PROJECT SUMMARY
While dynamic contrast-enhanced magnetic resonance imaging (DCE MRI) is recognized as the most sensitive
examination for breast cancer detection, it has a substantial false positive rate and injection of gadolinium (Gd)
contrast agents appears to have safety risks. Thus, alternatives to diagnosing breast cancer based on
endogenous contrast are of growing interest. The overall goal of this proposal is to develop and evaluate a
concurrent near-infrared spectroscopy (NIRS) and MRI imaging platform to explore whether the combined
modality, which does not require contrast injection or involve ionizing radiation, can achieve acceptable
diagnostic performance. The scientific premise of this proposal is underpinned by data from preliminary clinical
studies that show MR-guided (MRg) NIRS adds much needed diagnostic specificity to breast MRI. We will also
explore the exciting hypothesis that MRg NIRS serves as a surrogate for DCE MRI, and similar or the same
diagnostic performance can be obtained by adding MRg NIRS to non-contrast MRI sequences, thereby
eliminating the need for contrast injection.
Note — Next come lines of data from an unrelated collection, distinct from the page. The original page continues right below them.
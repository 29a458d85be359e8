#![forbid(unsafe_code)]

//! Data-access contract every storage backend implements.
//!
//! The engine never touches storage directly. Point lookups and mutations are
//! plain async calls; scans and batched lookups are channel based so a backend
//! can stream results while the pipeline consumes them. Every channel-producing
//! method receives the pipeline's [`CancellationToken`] and must stop at the
//! next blocking send once it fires.

use std::fmt;
use std::sync::Arc;

use async_trait::async_trait;
use tokio::sync::mpsc;
use tokio_util::sync::CancellationToken;

use crate::error::Result;
use crate::model::{Edge, ElementLookup, GraphElement, Vertex};

pub mod batch;
pub mod memory;

pub use batch::{batch_lookups, resolve_batches, LookupTarget};
pub use memory::MemoryGraph;

/// Stream of lookup batches handed to a backend.
pub type LookupBatches = mpsc::Receiver<Vec<ElementLookup>>;

/// Stream of resolved lookups returned by a backend.
pub type LookupResults = mpsc::Receiver<ElementLookup>;

/// Edge direction followed by an adjacency lookup.
#[derive(Clone, Copy, Debug, PartialEq, Eq, Hash)]
pub enum Direction {
    /// From source to destination.
    Out,
    /// From destination to source.
    In,
}

/// Storage backend consumed by the engine.
///
/// Batched lookup channels follow one protocol: every non-signal request is
/// answered once per match, correlated through its back-reference; requests
/// without a match are dropped, or returned unresolved when `emit_null` is
/// set; signal requests pass through untouched; `load == false` allows
/// returning identity-only elements.
#[async_trait]
pub trait GraphBackend: Send + Sync + fmt::Debug + 'static {
    /// Fetches one vertex.
    async fn get_vertex(&self, id: &str, load: bool) -> Result<Option<Vertex>>;

    /// Fetches one edge.
    async fn get_edge(&self, id: &str, load: bool) -> Result<Option<Edge>>;

    /// Streams every vertex, in no particular order.
    fn vertex_stream(
        self: Arc<Self>,
        cancel: CancellationToken,
        load: bool,
    ) -> mpsc::Receiver<Vertex>;

    /// Streams every edge, in no particular order.
    fn edge_stream(self: Arc<Self>, cancel: CancellationToken, load: bool) -> mpsc::Receiver<Edge>;

    /// Streams ids of vertices carrying `label`.
    fn vertex_label_scan(
        self: Arc<Self>,
        cancel: CancellationToken,
        label: String,
    ) -> mpsc::Receiver<String>;

    /// Resolves request ids as vertex ids.
    fn vertex_channel(
        self: Arc<Self>,
        cancel: CancellationToken,
        reqs: LookupBatches,
        load: bool,
        emit_null: bool,
    ) -> LookupResults;

    /// Resolves request ids as edge ids.
    fn edge_channel(
        self: Arc<Self>,
        cancel: CancellationToken,
        reqs: LookupBatches,
        load: bool,
        emit_null: bool,
    ) -> LookupResults;

    /// Resolves the destination vertices of edges leaving each request id.
    fn out_channel(
        self: Arc<Self>,
        cancel: CancellationToken,
        reqs: LookupBatches,
        load: bool,
        emit_null: bool,
        edge_labels: Vec<String>,
    ) -> LookupResults;

    /// Resolves the source vertices of edges entering each request id.
    fn in_channel(
        self: Arc<Self>,
        cancel: CancellationToken,
        reqs: LookupBatches,
        load: bool,
        emit_null: bool,
        edge_labels: Vec<String>,
    ) -> LookupResults;

    /// Resolves edges leaving each request id.
    fn out_edge_channel(
        self: Arc<Self>,
        cancel: CancellationToken,
        reqs: LookupBatches,
        load: bool,
        emit_null: bool,
        edge_labels: Vec<String>,
    ) -> LookupResults;

    /// Resolves edges entering each request id.
    fn in_edge_channel(
        self: Arc<Self>,
        cancel: CancellationToken,
        reqs: LookupBatches,
        load: bool,
        emit_null: bool,
        edge_labels: Vec<String>,
    ) -> LookupResults;

    /// Distinct vertex labels.
    async fn list_vertex_labels(&self) -> Result<Vec<String>>;

    /// Distinct edge labels.
    async fn list_edge_labels(&self) -> Result<Vec<String>>;

    /// Inserts or replaces vertices.
    async fn add_vertices(&self, vertices: Vec<Vertex>) -> Result<()>;

    /// Inserts or replaces edges.
    async fn add_edges(&self, edges: Vec<Edge>) -> Result<()>;

    /// Removes a vertex and its incident edges.
    async fn delete_vertex(&self, id: &str) -> Result<()>;

    /// Removes an edge.
    async fn delete_edge(&self, id: &str) -> Result<()>;

    /// Inserts everything received on `elements`; returns the number stored.
    async fn bulk_add(&self, elements: mpsc::Receiver<GraphElement>) -> Result<u64>;
}

/// Sends `item` unless the token fires first. Returns false when the item was
/// not delivered, either through cancellation or a closed receiver.
pub async fn send_or_cancel<T: Send>(
    tx: &mpsc::Sender<T>,
    item: T,
    cancel: &CancellationToken,
) -> bool {
    tokio::select! {
        biased;
        _ = cancel.cancelled() => false,
        sent = tx.send(item) => sent.is_ok(),
    }
}

/// Receives the next item unless the token fires first.
pub async fn recv_or_cancel<T: Send>(
    rx: &mut mpsc::Receiver<T>,
    cancel: &CancellationToken,
) -> Option<T> {
    tokio::select! {
        biased;
        _ = cancel.cancelled() => None,
        item = rx.recv() => item,
    }
}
In preliminary studies, sensitivity, specificity, accuracy, and AUC of
non-contrast MRI when combined with T2-guided NIRS were 94%, 100%, 96%, and 0.95, respectively,
whereas these values were 94%, 63%, 88%, and 0.81 for DCE-MRI alone. This performance can be improved
even further through direct regularization from images (DRI) methods and multi objective priors we propose to
investigate in Aim 2. Equally important, we found the diagnostic performance of MRg NIRS is not degraded
when CW signals are used to form NIRS images as long as subject specific scattering estimates are obtained
(in Aim 1). Indeed, the practical utility of our current MRg NIRS system is undermined by its reliance on FD
data, and the long, large-core fiber bundles that transmit light to/from data acquisition hardware to the breast
inside the scanner. Elimination of these bulky weight-bearing fiber cables also simplifies the breast optical
imaging interface, and opens the door to development of new options for the innovative, clinical-friendly design
proposed in Aim 1. We will validate this platform iteratively in phantoms and volunteers (in Aim 3) and evaluate
the new MRg NIRS + MRI technology when combined with and without contrast injection in a clinical study of
60 patients with breast abnormalities. The project leverages an extensive infrastructure we have developed for
translational breast imaging where investigators from diagnostic radiology and biomedical engineering have
collaborated to develop and evaluate advanced technology for more than two decades.